- Born: Jonaki Nagar, Golaghat
- Education: Debraj Roy College Cotton College North East Institute of Science and Technology, Jorhat
- Awards: Shanti Swarup Bhatnagar Prize, 2021
- Scientific career
- Workplaces: Tezpur University North East Institute of Science and Technology, Jorhat

= Binoy Kumar Saikia =

Indian scientist

Binoy Kumar Saikia, an eminent scientist and academician in India and currently at North East Institute of Science and Technology, Jorhat (NEIST), Assam, India.
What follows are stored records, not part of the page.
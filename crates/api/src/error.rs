//! API error types with HTTP response mapping.

use axum::http::StatusCode;
use axum::response::{IntoResponse, Response};
use domain::DomainError;
use service::ServiceError;
use store::StoreError;

/// API-level error type that maps to HTTP responses.
#[derive(Debug)]
pub enum ApiError {
    /// Resource not found.
    NotFound(String),
    /// Bad request from the client.
    BadRequest(String),
    /// Error raised while handling a message.
    Service(ServiceError),
}

impl IntoResponse for ApiError {
    fn into_response(self) -> Response {
        let (status, message) = match self {
            ApiError::NotFound(msg) => (StatusCode::NOT_FOUND, msg),
            ApiError::BadRequest(msg) => (StatusCode::BAD_REQUEST, msg),
            ApiError::Service(err) => service_error_to_response(err),
        };

        let body = serde_json::json!({ "error": message });
        (status, axum::Json(body)).into_response()
    }
}

fn service_error_to_response(err: ServiceError) -> (StatusCode, String) {
    let status = match &err {
        ServiceError::InvalidSku(_)
        | ServiceError::Domain(DomainError::UnknownBatch(_))
        | ServiceError::Domain(DomainError::DuplicateBatch(_))
        | ServiceError::Store(StoreError::BatchOwnedElsewhere { .. })
        | ServiceError::UnroutableMessage(_)
        | ServiceError::Serialization(_) => StatusCode::BAD_REQUEST,
        err if err.is_conflict() => StatusCode::CONFLICT,
        _ => StatusCode::INTERNAL_SERVER_ERROR,
    };
    if status == StatusCode::INTERNAL_SERVER_ERROR {
        tracing::error!(error = %err, "request failed");
    }
    (status, err.to_string())
}

impl From<ServiceError> for ApiError {
    fn from(err: ServiceError) -> Self {
        ApiError::Service(err)
    }
}
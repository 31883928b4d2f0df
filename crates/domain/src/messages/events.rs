//! Events: facts that already happened.

use common::{BatchReference, OrderId, Sku};
use serde::{Deserialize, Serialize};
use serde_json::{Map, Value};

/// An order line was allocated to a batch.
#[derive(Debug, Clone, PartialEq, Eq, Serialize, Deserialize)]
pub struct Allocated {
    #[serde(rename = "orderid")]
    pub order_id: OrderId,

    pub sku: Sku,

    #[serde(rename = "qty")]
    pub quantity: u32,

    #[serde(rename = "batchref")]
    pub batch_reference: BatchReference,
}

/// An order line was bumped off its batch and needs to be allocated again.
#[derive(Debug, Clone, PartialEq, Eq, Serialize, Deserialize)]
pub struct Deallocated {
    #[serde(rename = "orderid")]
    pub order_id: OrderId,

    pub sku: Sku,

    #[serde(rename = "qty")]
    pub quantity: u32,
}

/// No batch of the product could take an order line.
#[derive(Debug, Clone, PartialEq, Eq, Serialize, Deserialize)]
pub struct OutOfStock {
    pub sku: Sku,
}

/// Every event the allocation service emits.
#[derive(Debug, Clone, PartialEq, Eq, Serialize, Deserialize)]
#[serde(tag = "type")]
pub enum Event {
    Allocated(Allocated),
    Deallocated(Deallocated),
    OutOfStock(OutOfStock),
}

impl Event {
    /// Returns the tag used to route this event to its handlers.
    pub fn kind(&self) -> EventKind {
        match self {
            Event::Allocated(_) => EventKind::Allocated,
            Event::Deallocated(_) => EventKind::Deallocated,
            Event::OutOfStock(_) => EventKind::OutOfStock,
        }
    }

    /// Renders the event's fields as a flat key/value record, without the
    /// type tag. This is the shape handed to external publishers.
    pub fn to_record(&self) -> Map<String, Value> {
        match serde_json::to_value(self) {
            Ok(Value::Object(mut record)) => {
                record.remove("type");
                record
            }
            _ => Map::new(),
        }
    }
}

/// Routing tag of an [`Event`].
#[derive(Debug, Clone, Copy, PartialEq, Eq, Hash)]
pub enum EventKind {
    Allocated,
    Deallocated,
    OutOfStock,
}

impl EventKind {
    /// All event kinds, in declaration order.
    pub const ALL: [EventKind; 3] = [
        EventKind::Allocated,
        EventKind::Deallocated,
        EventKind::OutOfStock,
    ];

    /// Returns the kind name, identical to the serialized `type` tag.
    pub fn as_str(&self) -> &'static str {
        match self {
            EventKind::Allocated => "Allocated",
            EventKind::Deallocated => "Deallocated",
            EventKind::OutOfStock => "OutOfStock",
        }
    }

    /// Looks a kind up by its serialized tag.
    pub fn from_name(name: &str) -> Option<Self> {
        Self::ALL.into_iter().find(|kind| kind.as_str() == name)
    }
}

impl std::fmt::Display for EventKind {
    fn fmt(&self, f: &mut std::fmt::Formatter<'_>) -> std::fmt::Result {
        write!(f, "{}", self.as_str())
    }
}

/// A concrete event struct that handlers can subscribe to.
pub trait EventType: Into<Event> + Clone + Send + 'static {
    /// The routing tag of this event type.
    const KIND: EventKind;

    /// Unwraps the concrete event, handing the original back on mismatch.
    fn try_from_event(event: Event) -> Result<Self, Event>;
}

macro_rules! event_type {
    ($ty:ident) => {
        impl From<$ty> for Event {
            fn from(event: $ty) -> Self {
                Event::$ty(event)
            }
        }

        impl EventType for $ty {
            const KIND: EventKind = EventKind::$ty;

            fn try_from_event(event: Event) -> Result<Self, Event> {
                match event {
                    Event::$ty(inner) => Ok(inner),
                    other => Err(other),
                }
            }
        }
    };
}

event_type!(Allocated);
event_type!(Deallocated);
event_type!(OutOfStock);
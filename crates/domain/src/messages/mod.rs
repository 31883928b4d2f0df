//! Message types flowing through the bus.
//!
//! This module is a leaf: it knows nothing about aggregates. The model
//! imports it to record what happened, never the other way round.

mod commands;
mod events;

pub use commands::{Allocate, ChangeBatchQuantity, Command, CommandKind, CommandType, CreateBatch};
pub use events::{Allocated, Deallocated, Event, EventKind, EventType, OutOfStock};

use serde::{Deserialize, Serialize};

/// Anything the message bus can route: a command or an event.
#[derive(Debug, Clone, PartialEq, Eq, Serialize, Deserialize)]
#[serde(untagged)]
pub enum Message {
    Command(Command),
    Event(Event),
}

impl Message {
    /// Returns the message type name.
    pub fn name(&self) -> &'static str {
        match self {
            Message::Command(command) => command.kind().as_str(),
            Message::Event(event) => event.kind().as_str(),
        }
    }

    /// Returns true for commands.
    pub fn is_command(&self) -> bool {
        matches!(self, Message::Command(_))
    }
}

impl From<Command> for Message {
    fn from(command: Command) -> Self {
        Message::Command(command)
    }
}

impl From<Event> for Message {
    fn from(event: Event) -> Self {
        Message::Event(event)
    }
}

macro_rules! into_message {
    ($($ty:ident => $via:ident),* $(,)?) => {
        $(
            impl From<$ty> for Message {
                fn from(message: $ty) -> Self {
                    Message::from($via::from(message))
                }
            }
        )*
    };
}

into_message! {
    CreateBatch => Command,
    Allocate => Command,
    ChangeBatchQuantity => Command,
    Allocated => Event,
    Deallocated => Event,
    OutOfStock => Event,
}
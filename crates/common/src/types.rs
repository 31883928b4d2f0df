use serde::{Deserialize, Serialize};

macro_rules! string_id {
    ($(#[$meta:meta])* $name:ident) => {
        $(#[$meta])*
        #[derive(Debug, Clone, PartialEq, Eq, PartialOrd, Ord, Hash, Serialize, Deserialize)]
        #[serde(transparent)]
        pub struct $name(String);

        impl $name {
            /// Creates the identifier from any string-like value.
            pub fn new(value: impl Into<String>) -> Self {
                Self(value.into())
            }

            /// Returns the identifier as a string slice.
            pub fn as_str(&self) -> &str {
                &self.0
            }
        }

        impl std::fmt::Display for $name {
            fn fmt(&self, f: &mut std::fmt::Formatter<'_>) -> std::fmt::Result {
                write!(f, "{}", self.0)
            }
        }

        impl From<String> for $name {
            fn from(s: String) -> Self {
                Self(s)
            }
        }

        impl From<&str> for $name {
            fn from(s: &str) -> Self {
                Self(s.to_string())
            }
        }

        impl AsRef<str> for $name {
            fn as_ref(&self) -> &str {
                &self.0
            }
        }
    };
}

string_id! {
    /// Stock keeping unit. Identifies a product and every batch of it.
    Sku
}

string_id! {
    /// Unique reference of a purchased batch.
    BatchReference
}

string_id! {
    /// Identifier of the customer order an order line belongs to.
    OrderId
}

/// Optimistic-concurrency token of a product aggregate.
///
/// Starts at 0 for a product that has never been allocated against and is
/// bumped by one on every successful allocation. Storage backends refuse a
/// commit whose loaded version no longer matches the stored one.
#[derive(
    Debug, Clone, Copy, PartialEq, Eq, PartialOrd, Ord, Hash, Default, Serialize, Deserialize,
)]
#[serde(transparent)]
pub struct Version(i64);

impl Version {
    /// Creates a version from a raw value.
    pub fn new(value: i64) -> Self {
        Self(value)
    }

    /// Returns the version of a freshly created product.
    pub fn initial() -> Self {
        Self(0)
    }

    /// Returns the following version.
    pub fn next(&self) -> Self {
        Self(self.0 + 1)
    }

    /// Returns the raw value.
    pub fn as_i64(&self) -> i64 {
        self.0
    }
}

impl std::fmt::Display for Version {
    fn fmt(&self, f: &mut std::fmt::Formatter<'_>) -> std::fmt::Result {
        write!(f, "{}", self.0)
    }
}

#[cfg(test)]
mod tests {
    use super::*;

    #[test]
    fn string_ids_compare_by_value() {
        assert_eq!(Sku::new("RED-CHAIR"), Sku::from("RED-CHAIR"));
        assert_ne!(BatchReference::new("b1"), BatchReference::new("b2"));
        assert_eq!(OrderId::from("o1".to_string()).as_str(), "o1");
    }

    #[test]
    fn string_ids_serialize_transparently() {
        let json = serde_json::to_string(&Sku::new("LAMP")).unwrap();
        assert_eq!(json, "\"LAMP\"");

        let reference: BatchReference = serde_json::from_str("\"batch-001\"").unwrap();
        assert_eq!(reference.to_string(), "batch-001");
    }

    #[test]
    fn version_starts_at_zero_and_increments() {
        let version = Version::initial();
        assert_eq!(version.as_i64(), 0);
        assert_eq!(version.next(), Version::new(1));
        assert!(version.next() > version);
    }
}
He is also leading the Coal & Energy Research Group of NEIST and a Professor of AcSIR. His research interests span sustainable energy and environment in general and in particular coal-based nanotechnology, carbon and nano-materials, atmospheric chemistry, and energy storage devices. He has developed different chemical processes/technologies towards alternative applications of coal feedstocks presenting a new promising opportunity to reposition coal from a polluting energy source to a value-added material platform in the fight against climate change. He has developed and patented, both in India and the US, a technology for the production of blue-fluorescent carbon quantum dots from Indian coal.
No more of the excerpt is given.